Hawaii is the only U.S. state that taxes Medicare, Medicaid and TriCare insurance benefits. The recent increase in Medicaid payments to Medicare levels is a welcome step. But providers often break even or lose money caring for Medicare patients, and the general excise tax (GET) drives many medical practices into the red. Since the GET is on gross income, the actual impact on net income is estimated to be 15-20%.

Until recently, the Hawaii Department of Taxation provided guidance on its website that health care professionals could pass the GET tax on to their Medicare patients. However the federal government considers this to be Medicare fraud.

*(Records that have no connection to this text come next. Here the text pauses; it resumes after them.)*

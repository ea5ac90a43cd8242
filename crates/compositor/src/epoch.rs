//! Build generations for dropping superseded composites.
//!
//! Each new build takes a ticket; only the holder of the latest ticket may
//! publish its result. Older builds find out at their next checkpoint and
//! return [`CompositeOutcome::Superseded`](crate::CompositeOutcome).

use std::sync::atomic::{AtomicU64, Ordering};
use std::sync::Arc;

use crate::cache::CompositeKey;

/// Shared generation counter.
#[derive(Debug, Clone, Default)]
pub struct BuildEpoch {
    generation: Arc<AtomicU64>,
}

/// Proof of which build a result belongs to.
#[derive(Debug, Clone, PartialEq, Eq)]
pub struct BuildTicket {
    pub generation: u64,
    pub key: CompositeKey,
}

impl BuildEpoch {
    pub fn new() -> Self {
        Self::default()
    }

    /// Start a new build, superseding every earlier ticket.
    pub fn begin(&self, key: CompositeKey) -> BuildTicket {
        let generation = self.generation.fetch_add(1, Ordering::SeqCst) + 1;
        BuildTicket { generation, key }
    }

    pub fn is_current(&self, ticket: &BuildTicket) -> bool {
        self.generation.load(Ordering::SeqCst) == ticket.generation
    }

    pub fn current(&self) -> u64 {
        self.generation.load(Ordering::SeqCst)
    }
}

#[cfg(test)]
mod tests {
    use super::*;

    #[test]
    fn test_newer_ticket_supersedes() {
        let epoch = BuildEpoch::new();
        let first = epoch.begin(CompositeKey::from_raw("a"));
        assert!(epoch.is_current(&first));

        let clone = epoch.clone();
        let second = clone.begin(CompositeKey::from_raw("b"));
        assert!(!epoch.is_current(&first));
        assert!(epoch.is_current(&second));
        assert_eq!(epoch.current(), 2);
    }
}
//! Layer records and the renderable primitives built from them.

use std::sync::Arc;

use atlas_common::BoundingBox;
use renderer::{Color, RgbaBitmap};
use serde::{Deserialize, Serialize};

use crate::host::TextureId;

/// One point of a point layer, styled up front.
#[derive(Debug, Clone, PartialEq, Serialize, Deserialize)]
pub struct PointFeature {
    pub lon: f64,
    pub lat: f64,
    /// Radius in meters on the ground
    pub radius_m: f32,
    pub color: Color,
    #[serde(default, skip_serializing_if = "Option::is_none")]
    pub label: Option<String>,
}

/// A vector tile source referenced by URL (e.g. `pmtiles://…`).
#[derive(Debug, Clone, PartialEq, Serialize, Deserialize)]
pub struct VectorTileSource {
    pub url: String,
    pub source_layer: String,
    pub min_zoom: u8,
    pub max_zoom: u8,
    pub fill_color: Color,
}

/// What a layer draws.
#[derive(Debug, Clone)]
pub enum LayerContent {
    /// A composite bitmap stretched over WGS84 bounds.
    Bitmap {
        image: Arc<RgbaBitmap>,
        bounds: BoundingBox,
    },
    Points(Arc<Vec<PointFeature>>),
    VectorTiles(VectorTileSource),
}

impl LayerContent {
    pub fn kind(&self) -> &'static str {
        match self {
            Self::Bitmap { .. } => "bitmap",
            Self::Points(_) => "points",
            Self::VectorTiles(_) => "vector_tiles",
        }
    }
}

/// The manager's record for one layer id.
#[derive(Debug, Clone)]
pub struct LayerState {
    pub id: String,
    pub visible: bool,
    /// Clamped to [0, 1] when rendered
    pub opacity: f32,
    pub content: LayerContent,
}

impl LayerState {
    /// Visible layer at full opacity.
    pub fn new(id: impl Into<String>, content: LayerContent) -> Self {
        Self {
            id: id.into(),
            visible: true,
            opacity: 1.0,
            content,
        }
    }

    pub fn bitmap(id: impl Into<String>, image: Arc<RgbaBitmap>, bounds: BoundingBox) -> Self {
        Self::new(id, LayerContent::Bitmap { image, bounds })
    }

    pub fn points(id: impl Into<String>, features: Vec<PointFeature>) -> Self {
        Self::new(id, LayerContent::Points(Arc::new(features)))
    }

    pub fn vector_tiles(id: impl Into<String>, source: VectorTileSource) -> Self {
        Self::new(id, LayerContent::VectorTiles(source))
    }

    pub fn with_opacity(mut self, opacity: f32) -> Self {
        self.opacity = opacity;
        self
    }

    pub fn with_visible(mut self, visible: bool) -> Self {
        self.visible = visible;
        self
    }

    pub(crate) fn effective_opacity(&self) -> f32 {
        if self.opacity.is_nan() {
            1.0
        } else {
            self.opacity.clamp(0.0, 1.0)
        }
    }
}

/// A primitive handed to the overlay context.
#[derive(Debug, Clone, PartialEq)]
pub enum RenderLayer {
    Bitmap {
        id: String,
        texture: TextureId,
        bounds: BoundingBox,
        opacity: f32,
    },
    Points {
        id: String,
        features: Arc<Vec<PointFeature>>,
        opacity: f32,
    },
    VectorTiles {
        id: String,
        source: VectorTileSource,
        opacity: f32,
    },
}

impl RenderLayer {
    pub fn id(&self) -> &str {
        match self {
            Self::Bitmap { id, .. } | Self::Points { id, .. } | Self::VectorTiles { id, .. } => id,
        }
    }

    pub fn opacity(&self) -> f32 {
        match self {
            Self::Bitmap { opacity, .. }
            | Self::Points { opacity, .. }
            | Self::VectorTiles { opacity, .. } => *opacity,
        }
    }
}
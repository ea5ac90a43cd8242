//! Granule descriptors handed over by the catalogue.

use std::collections::HashSet;

use chrono::{DateTime, Utc};
use serde::{Deserialize, Deserializer, Serialize};

use crate::bbox::BoundingBox;
use crate::error::{AtlasError, AtlasResult};
use crate::time::parse_timestamp;

/// Neutral cloud cover assumed when the catalogue does not report one.
pub const DEFAULT_CLOUD_PERCENT: f64 = 50.0;
/// Neutral coverage assumed when the catalogue does not report one.
pub const DEFAULT_COVERAGE_PERCENT: f64 = 50.0;
/// Neutral quality score assumed when the catalogue does not report one.
pub const DEFAULT_QUALITY_SCORE: f64 = 0.5;

/// One independently georeferenced raster file covering part of the region.
#[derive(Debug, Clone, PartialEq, Serialize, Deserialize)]
#[serde(rename_all = "camelCase")]
pub struct GranuleDescriptor {
    pub id: String,
    pub source_url: String,
    #[serde(deserialize_with = "deserialize_timestamp")]
    pub acquisition_time: DateTime<Utc>,
    #[serde(default, skip_serializing_if = "Option::is_none")]
    pub cloud_percent: Option<f64>,
    #[serde(default, skip_serializing_if = "Option::is_none")]
    pub coverage_percent: Option<f64>,
    #[serde(default, skip_serializing_if = "Option::is_none")]
    pub quality_score: Option<f64>,
    /// Authoritative WGS84 bounds. When present, reprojection is skipped.
    #[serde(default, skip_serializing_if = "Option::is_none")]
    pub declared_bounds: Option<BoundingBox>,
}

impl GranuleDescriptor {
    pub fn new(
        id: impl Into<String>,
        source_url: impl Into<String>,
        acquisition_time: DateTime<Utc>,
    ) -> Self {
        Self {
            id: id.into(),
            source_url: source_url.into(),
            acquisition_time,
            cloud_percent: None,
            coverage_percent: None,
            quality_score: None,
            declared_bounds: None,
        }
    }

    pub fn with_cloud_percent(mut self, cloud: f64) -> Self {
        self.cloud_percent = Some(cloud);
        self
    }

    pub fn with_coverage_percent(mut self, coverage: f64) -> Self {
        self.coverage_percent = Some(coverage);
        self
    }

    pub fn with_quality_score(mut self, quality: f64) -> Self {
        self.quality_score = Some(quality);
        self
    }

    pub fn with_declared_bounds(mut self, bounds: BoundingBox) -> Self {
        self.declared_bounds = Some(bounds);
        self
    }

    pub fn cloud_or_default(&self) -> f64 {
        self.cloud_percent.unwrap_or(DEFAULT_CLOUD_PERCENT)
    }

    pub fn coverage_or_default(&self) -> f64 {
        self.coverage_percent.unwrap_or(DEFAULT_COVERAGE_PERCENT)
    }

    pub fn quality_or_default(&self) -> f64 {
        self.quality_score.unwrap_or(DEFAULT_QUALITY_SCORE)
    }

    /// Reject out-of-range quality signals and malformed declared bounds.
    pub fn validate(&self) -> AtlasResult<()> {
        if self.id.trim().is_empty() {
            return Err(AtlasError::invalid_granule(&self.id, "id must not be empty"));
        }
        if self.source_url.trim().is_empty() {
            return Err(AtlasError::invalid_granule(&self.id, "source url must not be empty"));
        }

        check_range(&self.id, "cloud percent", self.cloud_percent, 0.0, 100.0)?;
        check_range(&self.id, "coverage percent", self.coverage_percent, 0.0, 100.0)?;
        check_range(&self.id, "quality score", self.quality_score, 0.0, 1.0)?;

        if let Some(bounds) = &self.declared_bounds {
            if !bounds.is_valid_wgs84() {
                return Err(AtlasError::invalid_granule(
                    &self.id,
                    format!("declared bounds {:?} are not a valid WGS84 box", bounds),
                ));
            }
        }

        Ok(())
    }
}

fn check_range(id: &str, name: &str, value: Option<f64>, lo: f64, hi: f64) -> AtlasResult<()> {
    match value {
        Some(v) if !(lo..=hi).contains(&v) => Err(AtlasError::invalid_granule(
            id,
            format!("{} {} outside [{}, {}]", name, v, lo, hi),
        )),
        _ => Ok(()),
    }
}

fn deserialize_timestamp<'de, D>(deserializer: D) -> Result<DateTime<Utc>, D::Error>
where
    D: Deserializer<'de>,
{
    let raw = String::deserialize(deserializer)?;
    parse_timestamp(&raw).map_err(serde::de::Error::custom)
}

/// A catalogue response: the granules selected for one composite.
#[derive(Debug, Clone, Default, PartialEq, Serialize, Deserialize)]
pub struct GranuleList {
    pub granules: Vec<GranuleDescriptor>,
}

impl GranuleList {
    /// Parse either `{"granules": [...]}` or a bare array.
    pub fn from_json(json: &str) -> AtlasResult<Self> {
        let value: serde_json::Value = serde_json::from_str(json)?;
        let list = if value.is_array() {
            GranuleList {
                granules: serde_json::from_value(value)?,
            }
        } else {
            serde_json::from_value(value)?
        };
        list.validate()?;
        Ok(list)
    }

    /// Validate every descriptor and require unique ids.
    pub fn validate(&self) -> AtlasResult<()> {
        let mut seen = HashSet::new();
        for granule in &self.granules {
            granule.validate()?;
            if !seen.insert(granule.id.as_str()) {
                return Err(AtlasError::invalid_granule(&granule.id, "duplicate id"));
            }
        }
        Ok(())
    }

    pub fn len(&self) -> usize {
        self.granules.len()
    }

    pub fn is_empty(&self) -> bool {
        self.granules.is_empty()
    }
}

The Hawaii Senate and every legislative committee that heard key GET exemption bills passed them unanimously in 2020 and 2023. These measures died despite overwhelming support at the Legislature, solely because the House Finance Committee refused to even hold a hearing on these bills.

Providing quality care to our most-vulnerable communities and addressing the widening gaps in health care delivery , especially in rural areas and the neighbor islands depends on private practice clinics, which are independent from large health care systems. Many of these small medical businesses are in serious fiscal jeopardy, in part because of the GET, which jeopardizes both recruitment and retention of health care professionals.

If you wish to keep your primary care doctor or APRN (advanced practice registered nurse), your family’s pediatrician or obstetrician, contact your lawmakers and ask them to pass House Bill 2627/Senate Bill 2169 to provide a GET exemption for health care. It is vital that the House Finance chairman, Rep. Kyle Yamashita, be contacted and asked to grant a hearing for this bill for excise tax reform to become a reality.

Financially, the GET on health care makes little fiscal sense. When patients have to pay the GET, they are often ill or injured and are frequently unable to afford it. When health care providers have to pay the GET, many have had to close their practices, retire or leave Hawaii. Hospital and public health clinics are already exempt from the GET.

Soon there will be few providers in private practices remaining in Hawaii left to tax. When health care professionals leave practice, the state loses not only the GET tax revenue but personal and corporate income taxes, property and other taxes.

This is the worst of all possible worlds, with fewer doctors and nurses and less global tax revenue for our state. Hawaii has made significant progress in expanding medical training programs. Now it is critical that medical practices in Hawaii be able to keep caring for their patients, especially on Maui and the neighbor islands.


Dr. Kaohimanu Dang Akiona and Dr. Andrew Kayes are on the Hawaii Provider Shortage Crisis Task Force.